My negative thoughts on a biz trip

4:30 pm. I just want one thing: to get to the subway station in Greenbelt, Maryland so I can then get to Reagan airport.

My workshop had ended at 4 pm; I’d been waiting at the hotel since then for a taxi that was still not here.

Negative thought: I’m going to miss my plane, miss my plane, miss my plane . . .

New thought: Front desk clerk says I can walk to the station in 15 minutes. Sunny day, I like walking. Off I go.

4:45 pm. At the subway station, the only thing I want is to get the right ticket—or just any ticket—from the self-service machine.


Negative thought: I don’t have time to figure out the entire Maryland-Washington D.C. subway system.

New thought: Ok, this is doable. Not to brag, but I did take 8th grade geometry.
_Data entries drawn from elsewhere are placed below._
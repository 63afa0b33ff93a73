use crate::{boundary_points, two_unit_squares, unit_square};
use fenris_iga::error::IgaError;
use fenris_iga::multipatch::MultiPatch;
use fenris_iga::patch_utility::{
    create_loft_patch, create_loft_patch_from_pair, make_interface_2d, reverse, reverse_patch,
};
use fenris_iga::procedural::{create_line, create_rectangle};
use fenris_iga::proptest::bsplines_patch;
use fenris_iga::refinement::insert_knots_standalone;
use fenris_iga::space::BoundaryDirection::Forward;
use fenris_iga::space::BoundarySide;
use nalgebra::{Point3, U2};
use proptest::prelude::*;
use std::collections::BTreeSet;
use util::{assert_knots_approx_eq, assert_points_approx_eq};

#[test]
fn interfaces_require_conforming_boundaries() {
    let mut multipatch = MultiPatch::new();
    multipatch.add_patch(unit_square(1, 0.0, 0.0)).unwrap();
    let mut refined = unit_square(2, 1.0, 0.0);
    insert_knots_standalone(&mut refined, &[vec![], vec![0.5]]).unwrap();
    multipatch.add_patch(refined).unwrap();

    let result = make_interface_2d(&mut multipatch, 1, BoundarySide::U1, 2, BoundarySide::U0, Forward);
    assert_eq!(
        result,
        Err(IgaError::NonConformingBoundaries {
            patch1: 1,
            side1: BoundarySide::U1,
            patch2: 2,
            side2: BoundarySide::U0
        })
    );
    assert_eq!(multipatch.patch(1).unwrap().number_of_interfaces(), 0);
    assert_eq!(multipatch.patch(2).unwrap().number_of_interfaces(), 0);

    // Knots along x do not touch the shared edge
    let mut multipatch = MultiPatch::new();
    multipatch.add_patch(unit_square(1, 0.0, 0.0)).unwrap();
    let mut refined = unit_square(2, 1.0, 0.0);
    insert_knots_standalone(&mut refined, &[vec![0.5], vec![]]).unwrap();
    multipatch.add_patch(refined).unwrap();
    make_interface_2d(&mut multipatch, 1, BoundarySide::U1, 2, BoundarySide::U0, Forward).unwrap();
    multipatch.validate().unwrap();
}

#[test]
fn repeated_interface_is_ignored() {
    let mut multipatch = two_unit_squares();
    make_interface_2d(&mut multipatch, 1, BoundarySide::U1, 2, BoundarySide::U0, Forward).unwrap();
    assert_eq!(multipatch.patch(1).unwrap().number_of_interfaces(), 1);
    assert_eq!(multipatch.patch(2).unwrap().number_of_interfaces(), 1);

    assert_eq!(
        make_interface_2d(&mut multipatch, 1, BoundarySide::V1, 5, BoundarySide::V0, Forward),
        Err(IgaError::PatchNotFound(5))
    );
}

#[test]
fn loft_stacks_control_points_in_input_order() {
    let a = create_line(&Point3::new(0.0, 0.0, 0.0), &Point3::new(1.0, 0.0, 0.0), 2).unwrap();
    let b = create_line(&Point3::new(0.0, 1.0, 0.0), &Point3::new(1.0, 1.0, 0.0), 2).unwrap();
    let loft = create_loft_patch_from_pair(&a, &b).unwrap();
    assert_eq!(loft.id(), 0);

    let space = loft.bsplines_space().unwrap();
    assert_eq!(space.orders(), &[2, 1]);
    assert_eq!(space.numbers(), vec![3, 2]);
    assert_eq!(space.knot_vector(1).as_slice(), &[0.0, 0.0, 1.0, 1.0]);

    let points = loft.control_points().unwrap().points();
    assert_eq!(points.len(), 6);
    assert_eq!(&points[..3], a.control_points().unwrap().points().as_slice());
    assert_eq!(&points[3..], b.control_points().unwrap().points().as_slice());
}

#[test]
fn loft_errors() {
    let a = create_line(&Point3::new(0.0, 0.0, 0.0), &Point3::new(1.0, 0.0, 0.0), 2).unwrap();
    let b = create_line(&Point3::new(0.0, 1.0, 0.0), &Point3::new(1.0, 1.0, 0.0), 1)
        .unwrap()
        .with_id(4);

    let empty: [&fenris_iga::patch::Patch<nalgebra::U1>; 0] = [];
    assert!(matches!(create_loft_patch(&empty, 1), Err(IgaError::InvalidArgument(_))));
    assert_eq!(
        create_loft_patch(&[&a, &b], 1).unwrap_err(),
        IgaError::IncompatiblePatches { reference: 0, patch: 4 }
    );
    // Two layers cannot carry quadratic functions
    assert!(matches!(
        create_loft_patch(&[&a, &a], 2),
        Err(IgaError::InvalidOrder { .. })
    ));
    let quadratic = create_loft_patch(&[&a, &a, &a], 2).unwrap();
    assert_eq!(quadratic.bsplines_space().unwrap().numbers(), vec![3, 3]);
}

#[test]
fn connected_patches_cannot_be_reversed_alone() {
    let multipatch = two_unit_squares();
    let mut patch = multipatch.patch(1).unwrap().clone();
    assert!(matches!(reverse_patch(&mut patch, 0), Err(IgaError::InvalidArgument(_))));

    let mut square = unit_square(1, 0.0, 0.0);
    assert!(matches!(reverse_patch(&mut square, 2), Err(IgaError::InvalidArgument(_))));
}

#[test]
fn reversing_normal_to_an_interface_moves_the_interface() {
    let mut multipatch = two_unit_squares();
    let reversed = reverse(&mut multipatch, 1, 0).unwrap();
    assert_eq!(reversed, BTreeSet::from([1]));

    let patch1 = multipatch.patch(1).unwrap();
    let patch2 = multipatch.patch(2).unwrap();
    assert_eq!(patch1.interface(0).unwrap().side1(), BoundarySide::U0);
    assert_eq!(patch2.interface(0).unwrap().side2(), BoundarySide::U0);
    assert!(patch2.interface(0).unwrap().is_mirror_of(patch1.interface(0).unwrap()));
    assert_eq!(
        boundary_points(patch1, BoundarySide::U0),
        boundary_points(patch2, BoundarySide::U0)
    );
    multipatch.validate().unwrap();
}

#[test]
fn reversing_along_an_interface_reverses_the_neighbor() {
    let mut multipatch = two_unit_squares();
    multipatch.enumerate().unwrap();
    let reversed = reverse(&mut multipatch, 1, 1).unwrap();
    assert_eq!(reversed, BTreeSet::from([1, 2]));
    assert!(!multipatch.is_enumerated());

    let patch1 = multipatch.patch(1).unwrap();
    let patch2 = multipatch.patch(2).unwrap();
    let left = boundary_points(patch1, BoundarySide::U1);
    assert_eq!(left, boundary_points(patch2, BoundarySide::U0));
    assert_eq!(left[0], Point3::new(1.0, 1.0, 0.0));
    multipatch.validate().unwrap();
    assert_eq!(multipatch.enumerate().unwrap(), 6);
}

#[test]
fn reversing_a_loop_of_three_patches_keeps_interfaces_mirrored() {
    use BoundarySide::{U0, U1, V0, V1};
    let mut multipatch = MultiPatch::new();
    multipatch.add_patch(unit_square(1, 0.0, 0.0)).unwrap();
    multipatch.add_patch(unit_square(2, 0.0, 1.0)).unwrap();
    multipatch.add_patch(unit_square(3, 1.0, 0.0)).unwrap();
    make_interface_2d(&mut multipatch, 1, V1, 2, V0, Forward).unwrap();
    make_interface_2d(&mut multipatch, 2, V1, 3, V0, Forward).unwrap();
    make_interface_2d(&mut multipatch, 1, U1, 3, U0, Forward).unwrap();

    // Patch 3 is reached through patch 2 before patch 1 handles its own interface to patch 3
    let reversed = reverse(&mut multipatch, 1, 0).unwrap();
    assert_eq!(reversed, BTreeSet::from([1, 2, 3]));

    let patch1 = multipatch.patch(1).unwrap();
    let patch3 = multipatch.patch(3).unwrap();
    let interface = patch1.interface(1).unwrap();
    assert_eq!((interface.side1(), interface.patch2(), interface.side2()), (U0, 3, U1));
    let mirror = patch3.interface(1).unwrap();
    assert_eq!((mirror.side1(), mirror.patch2(), mirror.side2()), (U1, 1, U0));
    assert!(mirror.is_mirror_of(interface));
    assert_eq!(patch1.find_boundary_side(3), Some(U0));
    assert_eq!(patch3.find_boundary_side(1), Some(U1));
    multipatch.validate().unwrap();
}

#[test]
fn reversing_a_nonuniform_rectangle() {
    let mut patch = create_rectangle(&Point3::new(0.0, 0.0, 0.0), &Point3::new(3.0, 1.0, 0.0)).unwrap();
    insert_knots_standalone(&mut patch, &[vec![0.2], vec![]]).unwrap();
    reverse_patch(&mut patch, 0).unwrap();
    assert_knots_approx_eq!(
        patch.bsplines_space().unwrap().knot_vector(0).as_slice(),
        [0.0, 0.0, 0.8, 1.0, 1.0],
        abstol = 1e-14
    );
    let p = patch.evaluate_point(&[0.0, 0.0]).unwrap();
    assert_points_approx_eq!(p, Point3::new(3.0, 0.0, 0.0), abstol = 1e-14);
}

proptest! {
    #[test]
    fn reversing_twice_restores_the_patch(patch in bsplines_patch::<U2>(3, 2), axis in 0..2usize) {
        let mut reversed = patch.clone();
        reverse_patch(&mut reversed, axis).unwrap();
        reverse_patch(&mut reversed, axis).unwrap();

        let original_space = patch.bsplines_space().unwrap();
        let space = reversed.bsplines_space().unwrap();
        prop_assert_eq!(space.orders(), original_space.orders());
        for d in 0..2 {
            assert_knots_approx_eq!(
                space.knot_vector(d).as_slice(),
                original_space.knot_vector(d).as_slice(),
                abstol = 1e-12
            );
        }
        prop_assert_eq!(reversed.control_points().unwrap(), patch.control_points().unwrap());
    }
}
5:30 pm. Finally at the airport, I just want to get through the security line.

Negative thought: I can’t believe how long the line is. Ridiculous.

New thought: It could be worse. At least there’s a line. They could make us stand in an obtuse triangle, or a rhombus, or some other nightmare shape from 8th grade geometry.

6 pm. Once through the line, the only thing I want is some food. Is there time to grab a sandwich? I head to a place near the gate.

Negative thought: How old are these sandwiches? Pick the wrong one, you die.

New thought: The chicken caesar wrap looks ok. It certainly won’t kill you—don’t be silly. At worst, you’d just become violently ill.

7 pm. On the plane, pilot warns there’s a “bumpy” ride ahead. Flight attendants, he commands, stay seated. The only thing I want is to land. Unfortunately, we haven’t taken off yet.

Negative thought: Bumpy??? Bumpy is not good. Roller coasters are bumpy. Are we on an airplane or a roller coaster?


New thought: This is temporary. Breathe . . .

“The main question in drama,” says playwright David Mamet, “is always what does the protagonist want.

“Do we see the protagonist’s wishes fulfilled or absolutely frustrated?” (The New Yorker, 6/29/15, quoting 1997 interview in The Paris Review).

In life, what you want can change from minute to minute—but obstacles are a given. The main question, when frustrated: how much drama do you create?

Tip: For less drama, challenge your thoughts.